Ian Stephenson was "bit by the bug".
It was never his intention when he started working at McDonald's as a wide-eyed 16-year-old just trying to get through his studies.
But 25 years later Ian now owns ten restaurants across Croydon.
He said: "I'm South London born and bred, so this is my patch. I have family in and around Croydon. I went to school in Lambeth."
When he finished studying after two years of part-time work at the company, Ian got the opportunity to work for a year abroad in Jamaica.
There he met Patricia Isaacs, a McDonald's grandee who brought the business to Jamaica, and it was she who set him on the path to owning his own restaurant.
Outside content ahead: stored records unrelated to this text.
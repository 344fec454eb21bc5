//! SQLite-backed `CpStore` implementation.
//!
//! A single connection (`max_connections(1)`) is used deliberately: SQLite
//! only ever has one writer anyway, and a single shared connection gives us
//! writer serialization for free, without a separate application-level lock
//! duplicating what the database already guarantees.

use async_trait::async_trait;
use rand::Rng;
use sha2::{Digest, Sha256};
use sqlx::sqlite::{SqliteConnectOptions, SqlitePoolOptions};
use sqlx::{Row, SqlitePool};
use std::path::Path;
use std::str::FromStr;
use uuid::Uuid;

use super::{CpStore, Outcome};
use crate::error::StoreError;
use crate::model::{Approval, Job, JobResult, JobStatus, JobType, Session, hex_encode, now_ms};

const SCHEMA: &str = r#"
CREATE TABLE IF NOT EXISTS sessions (
    session_id   TEXT PRIMARY KEY,
    token        TEXT NOT NULL,
    created_at_ms INTEGER NOT NULL
);

CREATE TABLE IF NOT EXISTS jobs (
    job_id              TEXT PRIMARY KEY,
    dedupe_key          TEXT NOT NULL,
    job_type            TEXT NOT NULL,
    status              INTEGER NOT NULL,
    created_at_ms       INTEGER NOT NULL,
    started_at_ms       INTEGER,
    finished_at_ms      INTEGER,
    params              TEXT NOT NULL,
    allowed_roots       TEXT NOT NULL,
    lease_owner         TEXT,
    lease_expires_at_ms INTEGER,
    approval_token      TEXT,
    error_message       TEXT
);

CREATE INDEX IF NOT EXISTS idx_jobs_dedupe ON jobs (dedupe_key, status);
CREATE INDEX IF NOT EXISTS idx_jobs_claimable ON jobs (status, created_at_ms, job_id);

CREATE TABLE IF NOT EXISTS results (
    job_id       TEXT PRIMARY KEY,
    bytes        BLOB NOT NULL,
    content_type TEXT NOT NULL
);

CREATE TABLE IF NOT EXISTS approvals (
    token         TEXT PRIMARY KEY,
    plan_job_id   TEXT NOT NULL,
    plan_hash     BLOB NOT NULL,
    expires_at_ms INTEGER NOT NULL
);
"#;

pub struct SqliteStore {
    pool: SqlitePool,
}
"One of the things she said to me was 'Would you not want to own your own?'"
Ian said. "And she had done a very similar journey and after that it’s something I had aspirations to do. So when the opportunity unveiled itself I took it with two hands."
Ian never went to university and instead worked himself through the ranks on the business management side until he was Director of Franchises across the whole of South-East England.
But then the chance to buy two restaurants - one on the Purley Way in Waddon and the other in Thornton Heath - came up and he took it.
But why did he give up managing such a huge area to own just two restaurants?
"Being hands on and working in the restaurant is always something I’ve enjoyed," he said "Probably why I stayed with McDonald's.
"It wasn’t my intention as a 16-year-old to stay but I enjoyed that side of the business. I enjoyed serving customers but also serving and helping others around me.
Two restaurants became four, and then ten. But what is the secret to Ian's success?
He said: "It may sound blasé but you are a people business. You’re serving but you're also working with a lot of people.
"When it boils down, it's how you look after your people and how you develop them.
"Everyone working at the restaurants are at a different stage of their careers.
"If you want to progress in the business I’ve got to make sure there are programmes to do that. If you want flexibility while you’re studying, like I needed, I can do that too."
Ian estimated 70 per cent of his 1,000 employees are in some kind of education.
One of the cooks in the kitchen, Miles, is studying business management in Greenwich, another, Garfield, is studying bio-medicine.
Ian said: "From my employees I want to get what the business needs but also they need to get what they want and need.
"Generally, if you take that route, you won’t go too far wrong."
For Ian running a business isn't just about satisfying customers and looking after staff. They should also give back to the community.
"It is a responsibility of businesses to give back," he said "It could be something like football kits for the local team (they sponsor 6 teams) such as ‘All Stars’ but we also sponsor Legacy, a local youth centre."
When Ian was younger he went to youth centres so he knows how important they are.
He said: "I now operate a business in Croydon so I now have the ability to give back. If everybody does a little, we can make this a nicer place to grow up. I’ve got three kids growing up here, I've got cousins, nieces, nephews."
Last year was the worst year for retail in 25 years. Would there always be a place for McDonald's on the high street?
"I think there’ll always be a place for all business," Ian said. "The high street today is a different place to what it was 50 years ago and that very different from what it was like 50 years before that.
"The High Street is in the UK’s DNA. But you’ve got to adapt to the needs of people.
"Customers are going to determine what our High Streets will look like.
"And that’s true of all businesses, not just McDonald's."